Dossier : IMM-4313-05

Référence : 2005 CF 1196

Montréal (Québec), le 1er septembre 2005

EN PRÉSENCE DE MONSIEUR LE JUGE DE MONTIGNY

ENTRE :

PARMOD KUMAR

demandeur

et

LE MINISTRE DE LA CITOYENNETÉ

ET DE L'IMMIGRATION

Défendeur

MOTIFS DE L'ORDONNANCE ET ORDONNANCE

[1]     Par la présente requête, le requérant cherche à obtenir le sursis de l'exécution d'une mesure de renvoi émise contre lui, ainsi que la prorogation du délai de dépôt du dossier du requérant. Cette requête se greffe à une demande d'autorisation et de contrôle judiciaire à l'encontre de la décision de l'agent d'immigration rejetant la demande d'examen des risques avant renvoi (ERAR), rendue le 23 juin 2005. Le départ du Canada a été fixé au mercredi 7 septembre 2005.


[2]     Le requérant est un citoyen Hindou du Punjab en Inde. Il prétend avoir été victime d'extorsion en Inde par les membres du groupe AISSF Bittu. Après avoir portéplainte à la police, il aurait fait l'objet d'une arrestation et l'on aurait pris ses empreintes digitales. Suite à l'enquête des autorités policières, deux personnes furent arrêtées. En guise de représailles, le requérant et sa famille auraient été persécutés par les membres du groupe AISSF Bittu. Il s'est donc d'abord réfugié à Haryana, en Inde, puis s'est enfui en Allemagne suite à l'arrestation de sa mère.

[3]     L'Allemagne ayant refusé de lui accorder le statut de réfugié, le requérant a présenté une demande d'asile à son arrivée au Canada, le 26 décembre 1999.

[4]     Le 9 janvier 2001, la section du statut de réfugié de la Commission de l'immigration et du statut de réfugié (CISR) rejetait sa demande. La demande d'autorisation et de contrôle judiciaire déposée par le requérant en cette Cour a été rejetée le 4 septembre 2001.


[5]     Par la suite, le requérant a déposé une demande d'appartenance à la catégorie des demandeurs non reconnus du statut de réfugiés (DNRSRC), laquelle s'est muée en demande dvaluation des risques avant renvoi (ERAR) avec l'entrée en vigueur de la nouvelle Loi sur l'immigration et la protection des réfugiés (la Loi). Il a également déposé une demande d'exemption de visa pour motifs humanitaires.
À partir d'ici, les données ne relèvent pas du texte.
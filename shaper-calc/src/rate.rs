use crate::{CalcError, NS_PER_S};

/// Shortest tick interval the calculator hands out.
pub const MIN_INTERVAL_NS: u64 = 10_000_000;
/// Longest tick interval the calculator hands out.
pub const MAX_INTERVAL_NS: u64 = 1_000_000_000;
/// Largest per-tick byte budget the calculator hands out.
pub const MAX_BYTES_PER_TICK: u32 = i32::MAX as u32;
/// Lowest representable rate in bytes per second.
pub const MIN_RATE: f64 = 1e-9;
/// Highest representable rate in bytes per second: the largest budget at the shortest interval.
pub const MAX_RATE: f64 = MAX_BYTES_PER_TICK as f64 * (NS_PER_S / MIN_INTERVAL_NS as f64);

/// Tick-domain parameters of a rate.
#[derive(Debug, Clone, Copy, PartialEq, Eq)]
pub struct RateParams {
    /// Bytes granted per replenishment.
    pub bytes_per_tick: u32,
    /// Ticks between replenishments.
    pub prescale: u32,
    /// Wall-clock length of a tick.
    pub interval_ns: u64,
}

impl RateParams {
    /// The rate these parameters produce, in bytes per second.
    pub fn bytes_per_second(&self) -> f64 {
        f64::from(self.bytes_per_tick) * NS_PER_S
            / (f64::from(self.prescale) * self.interval_ns as f64)
    }
}

/// Picks tick parameters for a rate in bytes per second.
///
/// The result satisfies `MIN_INTERVAL_NS <= interval_ns <= MAX_INTERVAL_NS`,
/// `1 <= bytes_per_tick <= MAX_BYTES_PER_TICK` and `prescale >= 1`, and reproduces the requested
/// rate within 1%.
#[derive(Debug, Clone, Copy, Default)]
pub struct RateCalculator;

impl RateCalculator {
    pub fn calculate(bytes_per_second: f64) -> Result<RateParams, CalcError> {
        let rate = bytes_per_second;
        if !rate.is_finite() || !(MIN_RATE..=MAX_RATE).contains(&rate) {
            return Err(CalcError::RateOutOfRange(rate));
        }

        if rate < 1.0 {
            Self::fractional(rate)
        } else {
            Self::whole(rate)
        }
    }

    /// Below one byte per second: one byte every `prescale` ticks, with the prescale a power of
    /// two that brings the interval under the maximum.
    fn fractional(rate: f64) -> Result<RateParams, CalcError> {
        let total_ns = NS_PER_S / rate;

        let mut prescale: u64 = 1;
        while total_ns / prescale as f64 > MAX_INTERVAL_NS as f64 {
            prescale *= 2;
        }

        let prescale = u32::try_from(prescale).map_err(|_| CalcError::RateOutOfRange(rate))?;
        let interval_ns = (total_ns / f64::from(prescale)).round() as u64;

        Self::check(rate, RateParams { bytes_per_tick: 1, prescale, interval_ns })
    }

    /// One byte per second and above: the smallest budget that keeps the interval at or above
    /// the minimum.
    fn whole(rate: f64) -> Result<RateParams, CalcError> {
        let per_min_interval = rate * MIN_INTERVAL_NS as f64 / NS_PER_S;
        let bytes_per_tick = per_min_interval.ceil().clamp(1.0, f64::from(MAX_BYTES_PER_TICK)) as u32;
        let interval_ns = (f64::from(bytes_per_tick) * NS_PER_S / rate).round() as u64;

        Self::check(rate, RateParams { bytes_per_tick, prescale: 1, interval_ns })
    }

    fn check(rate: f64, params: RateParams) -> Result<RateParams, CalcError> {
        if (MIN_INTERVAL_NS..=MAX_INTERVAL_NS).contains(&params.interval_ns) {
            Ok(params)
        } else {
            Err(CalcError::RateOutOfRange(rate))
        }
    }
}

#[cfg(test)]
mod tests {
    use super::*;

    const MAX_ERROR: f64 = 0.01;

    fn check(rate: f64) {
        let params = RateCalculator::calculate(rate)
            .unwrap_or_else(|e| panic!("no parameters for {rate}: {e}"));

        let error = params.bytes_per_second() / rate - 1.0;
        assert!(error.abs() <= MAX_ERROR, "error {error} too high for {rate}: {params:?}");

        assert!(params.bytes_per_tick >= 1);
        assert!(params.bytes_per_tick <= MAX_BYTES_PER_TICK);
        assert!(params.prescale >= 1);
        assert!(params.interval_ns >= MIN_INTERVAL_NS, "{params:?}");
        assert!(params.interval_ns <= MAX_INTERVAL_NS, "{params:?}");
    }

    #[test]
    fn test_all_byte_rates() {
        for scale in -9..9 {
            for factor in 1..=10 {
                let rate: f64 = format!("{factor}e{scale}").parse().unwrap();
                check(rate);
            }
        }
    }

    #[test]
    fn test_boundaries() {
        check(MIN_RATE);
        check(MAX_RATE);
    }

    #[test]
    fn test_out_of_range() {
        assert_eq!(RateCalculator::calculate(7.5e-10), Err(CalcError::RateOutOfRange(7.5e-10)));
        assert_eq!(RateCalculator::calculate(8.7e13), Err(CalcError::RateOutOfRange(8.7e13)));
        assert!(RateCalculator::calculate(0.0).is_err());
        assert!(RateCalculator::calculate(-5.0).is_err());
        assert!(RateCalculator::calculate(f64::NAN).is_err());
        assert!(RateCalculator::calculate(f64::INFINITY).is_err());
    }

    #[test]
    fn test_fractional_rates() {
        for rate in [0.0001, 0.0005, 0.001, 0.002, 0.005, 0.009, 0.01, 0.05, 0.1, 0.3, 0.7, 0.9] {
            check(rate);
        }

        let params = RateCalculator::calculate(0.5).unwrap();
        assert_eq!(params, RateParams { bytes_per_tick: 1, prescale: 2, interval_ns: 1_000_000_000 });
    }

    #[test]
    fn test_low_and_medium_rates() {
        for rate in [1.0, 2.0, 3.0, 7.0, 17.0, 99.0, 100.0, 101.0, 125.0, 750.0, 1_000.0, 1_100.0, 1_750.0, 12_000.0] {
            check(rate);
        }

        let params = RateCalculator::calculate(1.0).unwrap();
        assert_eq!(params, RateParams { bytes_per_tick: 1, prescale: 1, interval_ns: 1_000_000_000 });
    }

    #[test]
    fn test_high_rates() {
        for mb in [10.0, 12.0, 19.0, 23.0, 33.0, 51.0, 58.0, 95.0, 125.0, 350.0, 550.0, 1_000.0] {
            check(mb * 1e6);
        }

        for gb in [1.0, 1.2, 1.4, 1.6, 1.8, 2.0, 2.5, 3.0, 3.4] {
            check(gb * 1e9);
        }

        let params = RateCalculator::calculate(1e6).unwrap();
        assert_eq!(params, RateParams { bytes_per_tick: 10_000, prescale: 1, interval_ns: 10_000_000 });
    }
}
use std::io::{self, Read, Write};

/// A fixed-capacity byte ring.
///
/// The ring keeps one slot more than its capacity so that `start == end` unambiguously means
/// empty. Cursors are slot indices in `[0, capacity + 1)`; callers hold on to them (for tick
/// marks and the availability cursor) and hand them back as limits to [`RingBuffer::pop_to`] and
/// [`RingBuffer::drain_to`].
#[derive(Debug)]
pub(crate) struct RingBuffer {
    buf: Box<[u8]>,
    start: usize,
    end: usize,
}

impl RingBuffer {
    pub(crate) fn new(capacity: usize) -> Self {
        Self { buf: vec![0; capacity + 1].into_boxed_slice(), start: 0, end: 0 }
    }

    #[inline]
    fn slots(&self) -> usize {
        self.buf.len()
    }

    pub(crate) fn capacity(&self) -> usize {
        self.slots() - 1
    }

    pub(crate) fn start(&self) -> usize {
        self.start
    }

    pub(crate) fn end(&self) -> usize {
        self.end
    }

    /// Number of bytes between two cursors, walking forward from `from`.
    #[inline]
    pub(crate) fn distance(&self, from: usize, to: usize) -> usize {
        (to + self.slots() - from) % self.slots()
    }

    pub(crate) fn buffered(&self) -> usize {
        self.distance(self.start, self.end)
    }

    pub(crate) fn free(&self) -> usize {
        self.capacity() - self.buffered()
    }

    /// The writable region starting at `end`, at most `max` bytes long.
    fn tail_mut(&mut self, max: usize) -> &mut [u8] {
        let contiguous = if self.end >= self.start {
            // May not write into the last slot when start is 0, it would make the ring look empty.
            let limit = if self.start == 0 { self.slots() - 1 } else { self.slots() };
            limit - self.end
        } else {
            self.start - self.end - 1
        };

        let len = contiguous.min(max);
        &mut self.buf[self.end..self.end + len]
    }

    fn advance_end(&mut self, n: usize) {
        self.end = (self.end + n) % self.slots();
    }

    fn advance_start(&mut self, n: usize) {
        self.start = (self.start + n) % self.slots();
    }

    /// Appends as much of `data` as fits. Returns the number of bytes appended.
    pub(crate) fn push(&mut self, data: &[u8]) -> usize {
        let mut pushed = 0;
        while pushed < data.len() {
            let tail = self.tail_mut(data.len() - pushed);
            if tail.is_empty() {
                break;
            }

            let n = tail.len();
            tail.copy_from_slice(&data[pushed..pushed + n]);
            self.advance_end(n);
            pushed += n;
        }

        pushed
    }

    /// Reads at most `max` bytes from `src` into the ring, stopping early when `src` returns a
    /// short read. Returns the number of bytes appended; `0` with `max > 0` means end of stream.
    pub(crate) fn fill_from<R: Read + ?Sized>(&mut self, src: &mut R, max: usize) -> io::Result<usize> {
        let max = max.min(self.free());
        let mut filled = 0;

        while filled < max {
            let tail = self.tail_mut(max - filled);
            let want = tail.len();
            let n = loop {
                match src.read(tail) {
                    Err(e) if e.kind() == io::ErrorKind::Interrupted => continue,
                    other => break other?,
                }
            };

            self.advance_end(n);
            filled += n;

            if n < want {
                break;
            }
        }

        Ok(filled)
    }

    /// Moves bytes from `start` up to the `limit` cursor into `out`. Returns the number of bytes
    /// moved.
    pub(crate) fn pop_to(&mut self, out: &mut [u8], limit: usize) -> usize {
        let mut popped = 0;

        while popped < out.len() {
            let chunk = self.head(limit).len().min(out.len() - popped);
            if chunk == 0 {
                break;
            }

            out[popped..popped + chunk].copy_from_slice(&self.buf[self.start..self.start + chunk]);
            self.advance_start(chunk);
            popped += chunk;
        }

        popped
    }

    /// Writes every byte from `start` up to the `limit` cursor into `sink`. Bytes are released
    /// from the ring only once they have been written.
    pub(crate) fn drain_to<W: Write + ?Sized>(&mut self, sink: &mut W, limit: usize) -> io::Result<usize> {
        let mut drained = 0;

        loop {
            let head = self.head(limit);
            if head.is_empty() {
                break;
            }

            let n = head.len();
            sink.write_all(head)?;
            self.advance_start(n);
            drained += n;
        }

        Ok(drained)
    }

    /// The contiguous readable region starting at `start` and ending at or before `limit`.
    fn head(&self, limit: usize) -> &[u8] {
        let end = if limit >= self.start { limit } else { self.slots() };
        &self.buf[self.start..end]
    }
}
[6]     Le 12 juillet 2005, le requérant a reçu en personne les décisions négatives en regard de sa demande ERAR et de sa demande d'exemption de visa pour motifs humanitaires, ainsi qu'un avis l'informant de la date de son renvoi. L'agent d'immigration chargé de l'examen de ces demandes a d'abord noté que les prétentions du requérant étaient essentiellement les mêmes que celles qu'il avait fait valoir devant la CISR. Quant à la nouvelle preuve soumise (l'affidavit d'un Sarpanch et cinq lettres d'appui), il a considéré qu'il s'agissait de témoignages intéressés ( « self-serving » ). Enfin, il a conclu que la preuve documentaire ne permettait pas dtablir que le requérant ferait face à un risque personnel et objectivement identifiable s'il devait retourner en Inde, puisque les confrontations violentes entre les militants Sikhs et les autorités indiennes étaient maintenant choses du passé.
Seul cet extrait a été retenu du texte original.